From dear Bummy we have not lately heard; & what we hear of her, does by no means satisfy us upon the head of her recovered spirits. Mr Butler had arrived, the last intelligence said,—& she had been much (& how naturally!) affected in seeing him. But I do trust that for poor Arlette’s sake she will struggle up against the influence of the past, instead of bowing down to meet it. The least use of active occupation is its immediate end—& its greatest, perhaps, the bracing of the energies of the mind in the shock of Life. For my own part & experience, .... I do not say it as a phrase or in exaggeration, but from very clear & positive conviction, … I do believe that I should be mad at this moment, if I had not forced back … damned [sic] out, .. the current of rushing recollections, by work, .. work, .. work. I shd like to have made dear Bummy travel, instead of sitting down in Paris——but still, she is near her sister & the children,—& I trust that uncle James takes a worse view of her depression than there is need to do.

He is in Ireland—at Ballintemple; to preside over the marriage which takes place today, between Isabel Butler & Leonard Clarke. [5] Afterwards the bride & bridegroom are to pass a little of the moonlight of their honeymoon at the Vale of Ovoca [6] —which is the only point of sentiment in the whole affair—& which the elements wd fain make a joke of,—this incessant rain seeming to prove the non-necessity of going very far to find a “Meeting of the waters.” [7] I shake my head a little, I confess, over this marriage– I feel sorry for Leonard, & sorry for Isabel.

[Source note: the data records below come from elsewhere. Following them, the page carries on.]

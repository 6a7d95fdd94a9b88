use crate::components::ui::{Button, ButtonSize, ButtonVariant, Spinner};
use crate::session::{resolve_session, SessionState};
use crate::state::AppContext;
use leptos::prelude::*;
use leptos::task::spawn_local;

#[component]
pub fn AppHeader() -> impl IntoView {
    view! {
        <header class="border-b bg-background">
            <div class="mx-auto flex h-14 w-full max-w-3xl items-center justify-between px-4">
                <a href="/" class="text-sm font-semibold text-foreground">"メモアプリ"</a>
                <SessionBadge />
            </div>
        </header>
    }
}

/// Login indicator: username + logout, or a link to the auth page.
#[component]
pub fn SessionBadge() -> impl IntoView {
    let app_state = expect_context::<AppContext>();
    let session = app_state.0.session;

    // Runs once on mount; reads are untracked.
    Effect::new(move |_| {
        let api_client = app_state.0.api_client.get_untracked();
        spawn_local(async move {
            let had_token = api_client.is_authenticated();
            let state = resolve_session(&api_client).await;
            session.set(state);

            // A rejected token was just dropped; let auth guards re-check.
            if had_token && !api_client.is_authenticated() {
                app_state.0.api_client.update(|_| {});
            }
        });
    });

    let on_logout = move |_: web_sys::MouseEvent| app_state.0.logout();

    view! {
        <div class="flex items-center gap-3 text-xs" data-name="SessionBadge">
            {move || match session.get() {
                SessionState::Resolving => view! { <Spinner /> }.into_any(),
                SessionState::Authenticated { username } => view! {
                    <span class="text-muted-foreground">{format!("ユーザー名： {}", username)}</span>
                    <Button
                        variant=ButtonVariant::Outline
                        size=ButtonSize::Sm
                        on:click=on_logout
                    >
                        "ログアウト"
                    </Button>
                }
                .into_any(),
                SessionState::Anonymous => view! {
                    <a href="/auth" class="text-primary underline underline-offset-4">
                        "ログイン・新規登録"
                    </a>
                }
                .into_any(),
            }}
        </div>
    }
}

If the course of true love never runs smooth, [8] it does not (if I may express a speculative opinion) run rough in that precise manner– Does it, do you think? you, who have a right to an opinion!

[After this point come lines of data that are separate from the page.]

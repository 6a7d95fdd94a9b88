use icons::Loader;
use leptos::prelude::*;
use tw_merge::tw_merge;

#[component]
pub fn Spinner(#[prop(into, optional)] class: String) -> impl IntoView {
    let merged_class = tw_merge!("size-4 animate-spin", class);

    view! { <Loader class=merged_class attr:role="status" attr:aria-label="読み込み中" /> }
}
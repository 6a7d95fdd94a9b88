mod api;
mod app;
mod components;
mod editor;
mod memos;
mod models;
mod pages;
mod session;
mod state;
mod storage;

pub use app::App;

use leptos::prelude::*;

// Needed for `#[wasm_bindgen(start)]` on the wasm entrypoint.
#[cfg(all(target_arch = "wasm32", not(test)))]
use wasm_bindgen::prelude::wasm_bindgen;

// Only register the WASM start function for normal builds (not for tests),
// otherwise wasm-bindgen-test will end up with multiple entry symbols.
#[cfg_attr(all(target_arch = "wasm32", not(test)), wasm_bindgen(start))]
pub fn main() {
    console_error_panic_hook::set_once();
    mount_to_body(App);
}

Half of this is written in twilight & the other half in the dark– My pen is a groper—& all the stops are made in blind space. I will not ‘try at it’ any more now. May God bless you & make you happy my dearest Mrs Martin. Give my love to Mr Martin, & ever believe me

Your affectionate

Ba.

Address: Mrs Martin / Colwall / near Ledbury.

Publication: None traced.

Manuscript: Wellesley College.

1. We have not been able to identify this preacher; he was probably the author of the anonymous Lent Lectures Preached at Christ Church, Chelsea (1844).

2. Ephesians, 6:15.

3. The Rigi is a mountain (5,906 ft.) north of Lake Lucerne in Switzerland.

4. A further reference to her brother’s shyness (see, for example, letter 1105).

5. EBB told Miss Mitford of their broken engagement and subsequent reconciliation in letter 1395.

6. In Co. Wicklow, on the east coast of Ireland.

7. “The Meeting of the Waters” was included in Moore’s Irish Melodies and Songs (1807); it referred to the confluence of the rivers Avon and Avoca.

8. Cf. A Midsummer Night’s Dream, I, 1, 134.